* WHAT TO WORK ON
Transcribe the data underneath exactly, keeping every word in place.
[DATA — start]
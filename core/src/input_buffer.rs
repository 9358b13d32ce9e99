//! Text buffer with cursor tracking.
//!
//! Stands in for the host document: it owns the committed text and the
//! cursor, and applies `EditInstruction`s exactly as a host editor must
//! (delete N characters before the cursor, insert, cursor after insert).

use crate::EditInstruction;

/// Text buffer tracking document text and cursor position.
#[derive(Debug, Clone, Default, PartialEq, Eq)]
pub struct InputBuffer {
    text: String,
    cursor: usize, // Byte offset, always on a char boundary
}

impl InputBuffer {
    /// Create a new empty buffer.
    pub fn new() -> Self {
        Self::default()
    }

    /// Create a buffer holding `text` with the cursor at the end.
    pub fn with_text<T: Into<String>>(text: T) -> Self {
        let text = text.into();
        let cursor = text.len();
        Self { text, cursor }
    }

    /// Get the full buffer text.
    pub fn text(&self) -> &str {
        &self.text
    }

    /// Get the text between the start of the buffer and the cursor.
    pub fn text_before_cursor(&self) -> &str {
        &self.text[..self.cursor]
    }

    /// Get the cursor position (byte offset).
    pub fn cursor(&self) -> usize {
        self.cursor
    }

    /// Get the length of the buffer in bytes.
    pub fn len(&self) -> usize {
        self.text.len()
    }

    /// Check if the buffer is empty.
    pub fn is_empty(&self) -> bool {
        self.text.is_empty()
    }

    /// Clear the buffer and reset cursor.
    pub fn clear(&mut self) {
        self.text.clear();
        self.cursor = 0;
    }

    /// Take the buffer contents, leaving it empty.
    pub fn take(&mut self) -> String {
        self.cursor = 0;
        std::mem::take(&mut self.text)
    }

    /// Insert a character at the cursor position.
    pub fn insert_char(&mut self, ch: char) {
        self.text.insert(self.cursor, ch);
        self.cursor += ch.len_utf8();
    }

    /// Insert a string at the cursor position.
    pub fn insert_str(&mut self, s: &str) {
        self.text.insert_str(self.cursor, s);
        self.cursor += s.len();
    }

    /// Delete up to `count` characters before the cursor.
    /// Returns the number actually deleted (fewer at the buffer start).
    pub fn delete_before_chars(&mut self, count: usize) -> usize {
        let mut start = self.cursor;
        let mut deleted = 0;
        for (idx, _) in self.text[..self.cursor].char_indices().rev().take(count) {
            start = idx;
            deleted += 1;
        }
        self.text.replace_range(start..self.cursor, "");
        self.cursor = start;
        deleted
    }

    /// Delete the character before the cursor (backspace).
    /// Returns true if a character was deleted.
    pub fn delete_before(&mut self) -> bool {
        self.delete_before_chars(1) == 1
    }

    /// Delete the character after the cursor (delete key).
    /// Returns true if a character was deleted.
    pub fn delete_after(&mut self) -> bool {
        if self.cursor >= self.text.len() {
            return false;
        }
        self.text.remove(self.cursor);
        true
    }

    /// Apply an edit instruction at the cursor.
    ///
    /// Deletion is clamped at the start of the buffer; an instruction built
    /// from a stale snapshot must be recomputed by the caller, not retried here.
    pub fn apply(&mut self, edit: &EditInstruction) {
        let deleted = self.delete_before_chars(edit.delete_before_cursor);
        if deleted < edit.delete_before_cursor {
            tracing::warn!(
                requested = edit.delete_before_cursor,
                deleted,
                "edit deletes past the start of the buffer"
            );
        }
        self.insert_str(&edit.insert_text);
    }

    /// Move cursor to the left by one character.
    /// Returns true if cursor moved.
    pub fn move_left(&mut self) -> bool {
        match self.text[..self.cursor].char_indices().next_back() {
            Some((prev, _)) => {
                self.cursor = prev;
                true
            }
            None => false,
        }
    }

    /// Move cursor to the right by one character.
    /// Returns true if cursor moved.
    pub fn move_right(&mut self) -> bool {
        match self.text[self.cursor..].chars().next() {
            Some(ch) => {
                self.cursor += ch.len_utf8();
                true
            }
            None => false,
        }
    }

    /// Move cursor to the beginning.
    pub fn move_to_start(&mut self) {
        self.cursor = 0;
    }

    /// Move cursor to the end.
    pub fn move_to_end(&mut self) {
        self.cursor = self.text.len();
    }

    /// Set the cursor position (must be at a character boundary).
    pub fn set_cursor(&mut self, pos: usize) -> bool {
        if pos <= self.text.len() && self.text.is_char_boundary(pos) {
            self.cursor = pos;
            true
        } else {
            false
        }
    }
}

#[cfg(test)]
mod tests {
    use super::*;

    #[test]
    fn apply_replaces_word_before_cursor() {
        let mut buf = InputBuffer::with_text("xin tiêng");
        buf.apply(&EditInstruction::new(5, "tiếng"));
        assert_eq!(buf.text(), "xin tiếng");
        assert_eq!(buf.cursor(), buf.len());
    }

    #[test]
    fn apply_in_middle_keeps_text_after_cursor() {
        let mut buf = InputBuffer::with_text("a b");
        assert!(buf.set_cursor(1));
        buf.apply(&EditInstruction::new(1, "á"));
        assert_eq!(buf.text(), "á b");
        assert_eq!(buf.text_before_cursor(), "á");
    }

    #[test]
    fn delete_is_clamped_at_start() {
        let mut buf = InputBuffer::with_text("ư");
        assert_eq!(buf.delete_before_chars(3), 1);
        assert!(buf.is_empty());
        assert!(!buf.delete_before());
    }

    #[test]
    fn cursor_moves_by_characters() {
        let mut buf = InputBuffer::with_text("đư");
        assert!(buf.move_left());
        assert_eq!(buf.text_before_cursor(), "đ");
        assert!(buf.move_left());
        assert!(!buf.move_left());
        assert!(buf.move_right());
        assert!(buf.delete_after());
        assert_eq!(buf.text(), "đ");
        assert!(!buf.move_right());
    }
}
[DATA — finish]
* TASK RESPONSE
filename core/src/input_buffer.rs
repository 9358b13d32ce9e99
//! Text buffer with cursor tracking.
//!
//! Stands in for the host document: it owns the committed text and the
//! cursor, and applies `EditInstruction`s exactly as a host editor must
//! (delete N characters before the cursor, insert, cursor after insert).

use crate::EditInstruction;

/// Text buffer tracking document text and cursor position.
#[derive(Debug, Clone, Default, PartialEq, Eq)]
pub struct InputBuffer {
    text: String,
    cursor: usize, // Byte offset, always on a char boundary
}

impl InputBuffer {
    /// Create a new empty buffer.
    pub fn new() -> Self {
        Self::default()
    }

    /// Create a buffer holding `text` with the cursor at the end.
    pub fn with_text<T: Into<String>>(text: T) -> Self {
        let text = text.into();
        let cursor = text.len();
        Self { text, cursor }
    }

    /// Get the full buffer text.
    pub fn text(&self) -> &str {
        &self.text
    }

    /// Get the text between the start of the buffer and the cursor.
    pub fn text_before_cursor(&self) -> &str {
        &self.text[..self.cursor]
    }

    /// Get the cursor position (byte offset).
    pub fn cursor(&self) -> usize {
        self.cursor
    }

    /// Get the length of the buffer in bytes.
    pub fn len(&self) -> usize {
        self.text.len()
    }

    /// Check if the buffer is empty.
    pub fn is_empty(&self) -> bool {
        self.text.is_empty()
    }

    /// Clear the buffer and reset cursor.
    pub fn clear(&mut self) {
        self.text.clear();
        self.cursor = 0;
    }

    /// Take the buffer contents, leaving it empty.
    pub fn take(&mut self) -> String {
        self.cursor = 0;
        std::mem::take(&mut self.text)
    }

    /// Insert a character at the cursor position.
    pub fn insert_char(&mut self, ch: char) {
        self.text.insert(self.cursor, ch);
        self.cursor += ch.len_utf8();
    }

    /// Insert a string at the cursor position.
    pub fn insert_str(&mut self, s: &str) {
        self.text.insert_str(self.cursor, s);
        self.cursor += s.len();
    }

    /// Delete up to `count` characters before the cursor.
    /// Returns the number actually deleted (fewer at the buffer start).
    pub fn delete_before_chars(&mut self, count: usize) -> usize {
        let mut start = self.cursor;
        let mut deleted = 0;
        for (idx, _) in self.text[..self.cursor].char_indices().rev().take(count) {
            start = idx;
            deleted += 1;
        }
        self.text.replace_range(start..self.cursor, "");
        self.cursor = start;
        deleted
    }

    /// Delete the character before the cursor (backspace).
    /// Returns true if a character was deleted.
    pub fn delete_before(&mut self) -> bool {
        self.delete_before_chars(1) == 1
    }

    /// Delete the character after the cursor (delete key).
    /// Returns true if a character was deleted.
    pub fn delete_after(&mut self) -> bool {
        if self.cursor >= self.text.len() {
            return false;
        }
        self.text.remove(self.cursor);
        true
    }

    /// Apply an edit instruction at the cursor.
    ///
    /// Deletion is clamped at the start of the buffer; an instruction built
    /// from a stale snapshot must be recomputed by the caller, not retried here.
    pub fn apply(&mut self, edit: &EditInstruction) {
        let deleted = self.delete_before_chars(edit.delete_before_cursor);
        if deleted < edit.delete_before_cursor {
            tracing::warn!(
                requested = edit.delete_before_cursor,
                deleted,
                "edit deletes past the start of the buffer"
            );
        }
        self.insert_str(&edit.insert_text);
    }

    /// Move cursor to the left by one character.
    /// Returns true if cursor moved.
    pub fn move_left(&mut self) -> bool {
        match self.text[..self.cursor].char_indices().next_back() {
            Some((prev, _)) => {
                self.cursor = prev;
                true
            }
            None => false,
        }
    }

    /// Move cursor to the right by one character.
    /// Returns true if cursor moved.
    pub fn move_right(&mut self) -> bool {
        match self.text[self.cursor..].chars().next() {
            Some(ch) => {
                self.cursor += ch.len_utf8();
                true
            }
            None => false,
        }
    }

    /// Move cursor to the beginning.
    pub fn move_to_start(&mut self) {
        self.cursor = 0;
    }

    /// Move cursor to the end.
    pub fn move_to_end(&mut self) {
        self.cursor = self.text.len();
    }

    /// Set the cursor position (must be at a character boundary).
    pub fn set_cursor(&mut self, pos: usize) -> bool {
        if pos <= self.text.len() && self.text.is_char_boundary(pos) {
            self.cursor = pos;
            true
        } else {
            false
        }
    }
}

#[cfg(test)]
mod tests {
    use super::*;

    #[test]
    fn apply_replaces_word_before_cursor() {
        let mut buf = InputBuffer::with_text("xin tiêng");
        buf.apply(&EditInstruction::new(5, "tiếng"));
        assert_eq!(buf.text(), "xin tiếng");
        assert_eq!(buf.cursor(), buf.len());
    }

    #[test]
    fn apply_in_middle_keeps_text_after_cursor() {
        let mut buf = InputBuffer::with_text("a b");
        assert!(buf.set_cursor(1));
        buf.apply(&EditInstruction::new(1, "á"));
        assert_eq!(buf.text(), "á b");
        assert_eq!(buf.text_before_cursor(), "á");
    }

    #[test]
    fn delete_is_clamped_at_start() {
        let mut buf = InputBuffer::with_text("ư");
        assert_eq!(buf.delete_before_chars(3), 1);
        assert!(buf.is_empty());
        assert!(!buf.delete_before());
    }

    #[test]
    fn cursor_moves_by_characters() {
        let mut buf = InputBuffer::with_text("đư");
        assert!(buf.move_left());
        assert_eq!(buf.text_before_cursor(), "đ");
        assert!(buf.move_left());
        assert!(!buf.move_left());
        assert!(buf.move_right());
        assert!(buf.delete_after());
        assert_eq!(buf.text(), "đ");
        assert!(!buf.move_right());
    }
}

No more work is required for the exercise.